- _Assignment_
The number of lines holding "AccessToken" in the listing below is all you should give.

- _Input_
··········

// SPDX-License-Identifier: AGPL-3.0-or-later
//
// Copyright (C) 2026 Relational Network

//! Token kinds and the ability sets carried by each token.
//!
//! Abilities are free-form strings compared by exact match. There is no
//! wildcard and no hierarchy: a token either carries the string a route
//! requires or it does not.

use std::collections::BTreeSet;

use serde::{Deserialize, Serialize};

/// Ability granted to access tokens for ordinary API calls.
pub const ACCESS_API: &str = "access-api";

/// Ability granted to refresh tokens; only the refresh endpoint accepts it.
pub const REFRESH_TOKEN: &str = "refresh-token";

/// The kind of a token row, persisted as the row's `name`.
#[derive(Debug, Clone, Copy, PartialEq, Eq, Hash, Serialize, Deserialize)]
#[serde(rename_all = "snake_case")]
pub enum TokenKind {
    /// Short-lived bearer for ordinary API calls
    AccessToken,
    /// Long-lived bearer used solely to mint a new access token
    RefreshToken,
}

impl TokenKind {
    /// Name stored alongside the token row.
    pub fn as_str(&self) -> &'static str {
        match self {
            TokenKind::AccessToken => "access_token",
            TokenKind::RefreshToken => "refresh_token",
        }
    }

    /// Parse a stored token name.
    pub fn from_name(name: &str) -> Option<TokenKind> {
        match name {
            "access_token" => Some(TokenKind::AccessToken),
            "refresh_token" => Some(TokenKind::RefreshToken),
            _ => None,
        }
    }

    /// Fixed ability set issued with every token of this kind.
    pub fn abilities(&self) -> Abilities {
        match self {
            TokenKind::AccessToken => Abilities::from_iter([ACCESS_API]),
            TokenKind::RefreshToken => Abilities::from_iter([REFRESH_TOKEN]),
        }
    }
}

impl std::fmt::Display for TokenKind {
    fn fmt(&self, f: &mut std::fmt::Formatter<'_>) -> std::fmt::Result {
        f.write_str(self.as_str())
    }
}

/// Unordered set of ability strings attached to a token.
///
/// Serializes as a JSON array (sorted, deduplicated). The empty set
/// serializes as `[]`, never `null`.
#[derive(Debug, Clone, Default, PartialEq, Eq, Serialize, Deserialize)]
#[serde(transparent)]
pub struct Abilities(BTreeSet<String>);

impl Abilities {
    pub fn new() -> Self {
        Self::default()
    }

    pub fn contains(&self, ability: &str) -> bool {
        self.0.contains(ability)
    }

    /// First required ability this set does not carry, if any.
    pub fn first_missing<'a, I>(&self, required: I) -> Option<&'a str>
    where
        I: IntoIterator<Item = &'a str>,
    {
        required.into_iter().find(|ability| !self.contains(ability))
    }

    pub fn is_empty(&self) -> bool {
        self.0.is_empty()
    }

    pub fn len(&self) -> usize {
        self.0.len()
    }
}

impl<S: Into<String>> FromIterator<S> for Abilities {
    fn from_iter<T: IntoIterator<Item = S>>(iter: T) -> Self {
        Abilities(iter.into_iter().map(Into::into).collect())
    }
}

#[cfg(test)]
mod tests {
    use super::*;

    #[test]
    fn token_kind_names_round_trip() {
        for kind in [TokenKind::AccessToken, TokenKind::RefreshToken] {
            assert_eq!(TokenKind::from_name(kind.as_str()), Some(kind));
        }
        assert_eq!(TokenKind::from_name("personal"), None);
    }

    #[test]
    fn token_kinds_carry_distinct_abilities() {
        assert!(TokenKind::AccessToken.abilities().contains(ACCESS_API));
        assert!(!TokenKind::AccessToken.abilities().contains(REFRESH_TOKEN));
        assert!(TokenKind::RefreshToken.abilities().contains(REFRESH_TOKEN));
        assert!(!TokenKind::RefreshToken.abilities().contains(ACCESS_API));
    }

    #[test]
    fn first_missing_uses_exact_match() {
        let abilities = Abilities::from_iter(["orders:read"]);
        assert_eq!(abilities.first_missing(["orders:read"]), None);
        assert_eq!(abilities.first_missing(["orders"]), Some("orders"));
        assert_eq!(
            abilities.first_missing(["orders:read", "orders:write"]),
            Some("orders:write")
        );
    }

    #[test]
    fn duplicates_collapse() {
        let abilities = Abilities::from_iter(["a", "b", "a"]);
        assert_eq!(abilities.len(), 2);
    }
}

··········

- _Result of the task_
7